[Given data Boundary: Start]
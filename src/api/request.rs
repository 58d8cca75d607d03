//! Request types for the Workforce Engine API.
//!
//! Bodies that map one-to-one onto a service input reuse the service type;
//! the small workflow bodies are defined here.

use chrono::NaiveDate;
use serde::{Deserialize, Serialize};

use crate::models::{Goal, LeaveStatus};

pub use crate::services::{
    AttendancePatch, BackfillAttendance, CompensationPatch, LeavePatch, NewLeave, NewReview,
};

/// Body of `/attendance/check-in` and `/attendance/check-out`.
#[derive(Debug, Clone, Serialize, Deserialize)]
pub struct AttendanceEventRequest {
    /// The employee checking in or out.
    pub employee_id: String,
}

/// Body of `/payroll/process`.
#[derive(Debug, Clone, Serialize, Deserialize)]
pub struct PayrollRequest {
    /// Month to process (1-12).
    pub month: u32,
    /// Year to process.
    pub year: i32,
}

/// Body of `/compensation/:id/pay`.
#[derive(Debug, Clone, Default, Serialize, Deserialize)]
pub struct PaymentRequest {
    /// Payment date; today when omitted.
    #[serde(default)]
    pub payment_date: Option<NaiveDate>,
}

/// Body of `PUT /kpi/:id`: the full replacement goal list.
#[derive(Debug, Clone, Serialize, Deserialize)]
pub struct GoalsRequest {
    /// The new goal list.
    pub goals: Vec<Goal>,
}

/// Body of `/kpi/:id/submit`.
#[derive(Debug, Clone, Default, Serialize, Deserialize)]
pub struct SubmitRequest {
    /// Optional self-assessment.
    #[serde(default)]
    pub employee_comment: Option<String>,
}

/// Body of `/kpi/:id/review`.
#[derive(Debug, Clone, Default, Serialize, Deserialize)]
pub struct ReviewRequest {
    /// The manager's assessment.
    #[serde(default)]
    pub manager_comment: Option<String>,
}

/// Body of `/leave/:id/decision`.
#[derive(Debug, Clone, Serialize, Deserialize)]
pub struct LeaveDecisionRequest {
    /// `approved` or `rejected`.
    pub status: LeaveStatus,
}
[Given data Boundary: End]
[Given data Boundary: Start]
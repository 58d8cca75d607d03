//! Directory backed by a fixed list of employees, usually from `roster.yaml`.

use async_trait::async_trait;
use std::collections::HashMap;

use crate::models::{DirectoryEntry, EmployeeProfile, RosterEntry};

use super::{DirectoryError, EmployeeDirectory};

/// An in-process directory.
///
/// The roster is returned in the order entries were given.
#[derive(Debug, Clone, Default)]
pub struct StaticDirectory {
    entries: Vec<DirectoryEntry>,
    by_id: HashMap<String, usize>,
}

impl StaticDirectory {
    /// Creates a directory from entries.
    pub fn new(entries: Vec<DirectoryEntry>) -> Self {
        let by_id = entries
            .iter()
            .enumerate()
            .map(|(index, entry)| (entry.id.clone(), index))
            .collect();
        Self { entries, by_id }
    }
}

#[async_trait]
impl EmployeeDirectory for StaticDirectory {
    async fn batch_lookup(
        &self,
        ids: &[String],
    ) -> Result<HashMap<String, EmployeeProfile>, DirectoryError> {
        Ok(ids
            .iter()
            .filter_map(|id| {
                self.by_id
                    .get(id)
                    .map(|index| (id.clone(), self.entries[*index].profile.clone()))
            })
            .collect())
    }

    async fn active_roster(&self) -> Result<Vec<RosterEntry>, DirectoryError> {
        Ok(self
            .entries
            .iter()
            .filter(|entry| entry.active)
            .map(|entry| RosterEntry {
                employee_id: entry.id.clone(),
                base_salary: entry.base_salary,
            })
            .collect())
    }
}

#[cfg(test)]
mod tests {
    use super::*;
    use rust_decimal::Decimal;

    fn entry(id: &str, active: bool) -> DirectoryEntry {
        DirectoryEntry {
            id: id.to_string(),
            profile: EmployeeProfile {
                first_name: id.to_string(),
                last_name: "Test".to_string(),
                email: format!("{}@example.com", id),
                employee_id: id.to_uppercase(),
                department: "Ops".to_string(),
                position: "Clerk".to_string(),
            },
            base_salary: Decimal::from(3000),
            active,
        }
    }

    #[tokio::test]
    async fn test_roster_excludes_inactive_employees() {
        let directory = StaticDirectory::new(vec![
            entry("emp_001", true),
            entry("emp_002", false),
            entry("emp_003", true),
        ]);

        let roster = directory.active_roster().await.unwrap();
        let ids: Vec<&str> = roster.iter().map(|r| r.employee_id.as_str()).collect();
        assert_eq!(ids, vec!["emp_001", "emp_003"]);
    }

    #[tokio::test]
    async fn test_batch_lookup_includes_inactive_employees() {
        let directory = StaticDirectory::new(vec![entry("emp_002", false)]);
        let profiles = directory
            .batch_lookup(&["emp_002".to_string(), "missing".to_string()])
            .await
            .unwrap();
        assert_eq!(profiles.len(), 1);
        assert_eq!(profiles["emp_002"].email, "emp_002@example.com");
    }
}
[Given data Boundary: End]
[Given data Boundary: Start]
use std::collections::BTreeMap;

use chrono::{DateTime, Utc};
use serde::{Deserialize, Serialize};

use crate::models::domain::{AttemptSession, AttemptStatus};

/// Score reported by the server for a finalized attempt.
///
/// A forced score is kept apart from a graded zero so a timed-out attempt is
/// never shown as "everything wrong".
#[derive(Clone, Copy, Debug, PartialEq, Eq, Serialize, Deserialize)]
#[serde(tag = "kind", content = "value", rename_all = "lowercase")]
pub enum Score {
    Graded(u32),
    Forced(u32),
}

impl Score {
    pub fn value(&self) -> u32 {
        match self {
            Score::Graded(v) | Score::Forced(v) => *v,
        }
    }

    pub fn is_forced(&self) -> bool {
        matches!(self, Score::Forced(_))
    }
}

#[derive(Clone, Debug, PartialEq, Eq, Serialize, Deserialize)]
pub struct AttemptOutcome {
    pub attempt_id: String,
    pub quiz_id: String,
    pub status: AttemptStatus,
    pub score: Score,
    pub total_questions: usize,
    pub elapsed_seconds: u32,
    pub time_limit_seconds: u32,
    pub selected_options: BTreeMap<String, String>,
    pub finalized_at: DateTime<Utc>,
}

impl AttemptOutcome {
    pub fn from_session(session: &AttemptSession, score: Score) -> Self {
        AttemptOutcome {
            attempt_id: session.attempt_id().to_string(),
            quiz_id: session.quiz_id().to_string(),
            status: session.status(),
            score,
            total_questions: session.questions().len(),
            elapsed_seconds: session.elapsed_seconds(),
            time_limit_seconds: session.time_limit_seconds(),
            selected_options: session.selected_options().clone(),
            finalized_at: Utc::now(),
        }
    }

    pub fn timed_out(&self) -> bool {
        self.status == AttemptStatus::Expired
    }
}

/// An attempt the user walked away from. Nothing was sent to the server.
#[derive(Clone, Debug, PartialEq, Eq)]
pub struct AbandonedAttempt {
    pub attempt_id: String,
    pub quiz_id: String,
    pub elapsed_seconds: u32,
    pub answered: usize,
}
[Given data Boundary: End]
Copy out each line of the data that includes the string "BTreeMap".

■ Response below:
use std::collections::BTreeMap;
    pub selected_options: BTreeMap<String, String>,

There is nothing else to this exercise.